-- The problem --
Everything in the data below is left aside except the lines from the one containing "self.entries.len() != before" through the one containing "pub fn next_deadline(&self)"; repeat those exactly.

-- Dataset records --
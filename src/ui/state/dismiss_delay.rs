// SPDX-License-Identifier: MPL-2.0
//! Toast dismiss delay domain type.
//!
//! This module provides a type-safe wrapper for the delay between a toast
//! becoming visible and its automatic hide.

use crate::config::{DEFAULT_TOAST_DISMISS_MS, MAX_TOAST_DISMISS_MS, MIN_TOAST_DISMISS_MS};
use std::time::Duration;

/// Toast dismiss delay in milliseconds.
///
/// This newtype enforces validity at the type level, ensuring the value
/// is always within the valid range (0.5–30 seconds).
///
/// # Example
///
/// ```
/// use demo_preview::ui::state::DismissDelay;
///
/// let delay = DismissDelay::new(1500);
/// assert_eq!(delay.millis(), 1500);
///
/// // Values outside range are clamped
/// let too_high = DismissDelay::new(100_000);
/// assert_eq!(too_high.millis(), 30_000);
/// ```
#[derive(Debug, Clone, Copy, PartialEq, Eq)]
pub struct DismissDelay(u64);

impl DismissDelay {
    /// Creates a new dismiss delay, clamping to valid range.
    #[must_use]
    pub fn new(millis: u64) -> Self {
        Self(millis.clamp(MIN_TOAST_DISMISS_MS, MAX_TOAST_DISMISS_MS))
    }

    /// Returns the delay in milliseconds.
    #[must_use]
    pub fn millis(self) -> u64 {
        self.0
    }

    /// Returns the delay as a Duration.
    #[must_use]
    pub fn as_duration(self) -> Duration {
        Duration::from_millis(self.0)
    }
}

impl Default for DismissDelay {
    fn default() -> Self {
        Self(DEFAULT_TOAST_DISMISS_MS)
    }
}

#[cfg(test)]
mod tests {
    use super::*;

    #[test]
    fn new_clamps_to_valid_range() {
        assert_eq!(DismissDelay::new(0).millis(), MIN_TOAST_DISMISS_MS);
        assert_eq!(DismissDelay::new(u64::MAX).millis(), MAX_TOAST_DISMISS_MS);
    }

    #[test]
    fn default_is_three_seconds() {
        assert_eq!(DismissDelay::default().as_duration(), Duration::from_secs(3));
    }

    #[test]
    fn as_duration_converts_correctly() {
        assert_eq!(
            DismissDelay::new(1250).as_duration(),
            Duration::from_millis(1250)
        );
    }
}
// SPDX-License-Identifier: MPL-2.0
//! Centralized module for SVG icons.
//!
//! Icons are embedded at compile time via `include_bytes!` and their handles
//! are cached using `OnceLock`, so every call after the first only clones a
//! handle. All icons use `currentColor` and are tinted through the svg style.
//!
//! # Naming Convention
//!
//! Icons use generic visual names describing the icon's appearance,
//! not the action context (e.g., `copy` not `copy_source`). See
//! [`action_icons`](super::action_icons) for the semantic mapping.

use iced::widget::svg::{Handle, Svg};
use iced::Length;
use std::sync::OnceLock;

/// Defines an icon function with a cached handle.
macro_rules! define_icon {
    ($name:ident, $filename:literal, $doc:literal) => {
        #[doc = $doc]
        pub fn $name() -> Svg<'static> {
            static HANDLE: OnceLock<Handle> = OnceLock::new();
            static DATA: &[u8] = include_bytes!(concat!(
                env!("CARGO_MANIFEST_DIR"),
                "/assets/icons/",
                $filename
            ));
            let handle = HANDLE.get_or_init(|| Handle::from_memory(DATA));
            Svg::new(handle.clone())
        }
    };
}

define_icon!(
    chevrons,
    "chevrons.svg",
    "Chevrons icon: two chevrons pointing away from each other."
);
define_icon!(
    code,
    "code.svg",
    "Code icon: angle brackets around a slash."
);
define_icon!(
    copy,
    "copy.svg",
    "Copy icon: two overlapping rounded sheets."
);
define_icon!(
    check_badge,
    "check_badge.svg",
    "Check badge icon: a checkmark inside a scalloped seal."
);

/// Sets a square size on an icon.
pub fn sized(icon: Svg<'static>, size: f32) -> Svg<'static> {
    icon.width(Length::Fixed(size)).height(Length::Fixed(size))
}

#[cfg(test)]
mod tests {
    use super::*;

    #[test]
    fn icons_load_without_panicking() {
        let _ = chevrons();
        let _ = code();
        let _ = copy();
        let _ = check_badge();
    }

    #[test]
    fn embedded_icons_are_svg_documents() {
        for data in [
            include_str!("../../assets/icons/chevrons.svg"),
            include_str!("../../assets/icons/code.svg"),
            include_str!("../../assets/icons/copy.svg"),
            include_str!("../../assets/icons/check_badge.svg"),
        ] {
            assert!(data.trim_start().starts_with("<svg"));
            assert!(data.contains("currentColor"));
        }
    }
}
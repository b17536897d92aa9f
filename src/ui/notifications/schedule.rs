// SPDX-License-Identifier: MPL-2.0
//! Dismiss timers keyed by toast identity.
//!
//! Each visible toast owns at most one armed deadline. Deadlines are plain
//! data checked against the tick clock, so cancelling one is just removing
//! its entry.

use super::toast::ToastId;
use std::time::Instant;

#[derive(Debug, Clone, Copy, PartialEq, Eq)]
struct Entry {
    id: ToastId,
    due: Instant,
}

/// Pending dismiss deadlines, in arming order.
#[derive(Debug, Default, Clone)]
pub struct DismissSchedule {
    entries: Vec<Entry>,
}

impl DismissSchedule {
    /// Creates an empty schedule.
    #[must_use]
    pub fn new() -> Self {
        Self::default()
    }

    /// Arms (or re-arms) the timer for `id`.
    pub fn arm(&mut self, id: ToastId, due: Instant) {
        self.cancel(id);
        self.entries.push(Entry { id, due });
    }

    /// Cancels the timer for `id`.
    ///
    /// Returns `true` if a timer was armed.
    pub fn cancel(&mut self, id: ToastId) -> bool {
        let before = self.entries.len();
        self.entries.retain(|entry| entry.id != id);
        self.entries.len() != before
    }

    /// Returns whether a timer is armed for `id`.
    #[must_use]
    pub fn is_armed(&self, id: ToastId) -> bool {
        self.entries.iter().any(|entry| entry.id == id)
    }

    /// Removes and returns every timer due at or before `now`.
    ///
    /// Ids come back ordered by deadline; equal deadlines keep arming order.
    pub fn take_due(&mut self, now: Instant) -> Vec<ToastId> {
        let mut due: Vec<Entry> = Vec::new();
        self.entries.retain(|entry| {
            if entry.due <= now {
                due.push(*entry);
                false
            } else {
                true
            }
        });
        // Stable sort keeps arming order for ties.
        due.sort_by_key(|entry| entry.due);
        due.into_iter().map(|entry| entry.id).collect()
    }

    /// Earliest pending deadline.
    #[must_use]
    pub fn next_deadline(&self) -> Option<Instant> {
        self.entries.iter().map(|entry| entry.due).min()
    }

    /// Number of armed timers.
    #[must_use]
    pub fn len(&self) -> usize {
        self.entries.len()
    }

    /// Returns whether no timer is armed.
    #[must_use]
    pub fn is_empty(&self) -> bool {
        self.entries.is_empty()
    }

    /// Cancels every timer.
    pub fn clear(&mut self) {
        self.entries.clear();
    }
}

-- Solution to this task --
        self.entries.len() != before
    }

    /// Returns whether a timer is armed for `id`.
    #[must_use]
    pub fn is_armed(&self, id: ToastId) -> bool {
        self.entries.iter().any(|entry| entry.id == id)
    }

    /// Removes and returns every timer due at or before `now`.
    ///
    /// Ids come back ordered by deadline; equal deadlines keep arming order.
    pub fn take_due(&mut self, now: Instant) -> Vec<ToastId> {
        let mut due: Vec<Entry> = Vec::new();
        self.entries.retain(|entry| {
            if entry.due <= now {
                due.push(*entry);
                false
            } else {
                true
            }
        });
        // Stable sort keeps arming order for ties.
        due.sort_by_key(|entry| entry.due);
        due.into_iter().map(|entry| entry.id).collect()
    }

    /// Earliest pending deadline.
    #[must_use]
    pub fn next_deadline(&self) -> Option<Instant> {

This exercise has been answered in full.